Lessons in attachment

Having an attachment is a deep and primitive sense. Attachment is not limited to people or animals or anything that can interact with you. Attachment occurs with anything, so this leads one to consider that if attachment is not about what is received, then what is attachment really.

Simply put, attachment is your side of a relationship. It is a complex set of thoughts, emotions, sensations, and reactions that only you experience in response to something you rely upon in some way.

That is why people hoard. Attachment is why people feel invested in their work, in their family, in their homes. So we can get the sense that attachment is more of an instinct once we look at it closely. This instinct is endangered when we lose or fear losing something with which with feel an attachment. People can behave erratically and dangerously when they perceive loss.
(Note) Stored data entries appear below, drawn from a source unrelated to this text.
use linkstash_cache::FileSnapshotCache;
use linkstash_core::{Blacklist, Notifier};
use linkstash_guard::{IntrusionLog, RateLimiter};
use linkstash_store::FavoritesStore;
use std::path::PathBuf;
use std::sync::Arc;

/// Shared context handed to every request handler.
#[derive(Clone)]
pub struct AppState {
    pub store: Arc<FavoritesStore<FileSnapshotCache>>,
    /// The same cache instance the store writes through; held here for the
    /// inline hygiene sweep.
    pub cache: Arc<FileSnapshotCache>,
    pub limiter: Arc<RateLimiter>,
    pub proxy_limiter: Arc<RateLimiter>,
    pub intrusion_log: Arc<IntrusionLog>,
    pub blacklist: Arc<Blacklist>,
    pub notifier: Arc<dyn Notifier>,
    pub secret: Arc<str>,
    pub page_size: usize,
    /// Directory the proxy endpoint serves allowlisted files from.
    pub data_dir: PathBuf,
}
For example, the insulin pump you see above, was mine for four years until the company that owned the insulin pump decided suddenly to stop making it or any of its supplies. I cried like a toddler, literally. And this has happened each time I have subsequently lost my insulin pumps, due to them being provided by a study or no longer being able to afford the supplies. That is where I am now. Relying on needles just doesn’t feel the same. Needles are one and done. You keep an insulin pump for at least four years. It becomes a part of you. I used to hold mine and call it my pancreas.

Insulin pumps are a special kind of primitive attachment, because they have tubing and a site where you insert a plastic tube under your skin. The pump gives insulin continuously, and the whole set up looks much like an umbilical cord and placenta. I can only imagine that it in someway evokes the fetal memory of being safe and fed.

Each time I lose an insulin pump, I am born again, and again. Each time changed and more aware of my attachments (my set of experiences with other things and people) in general.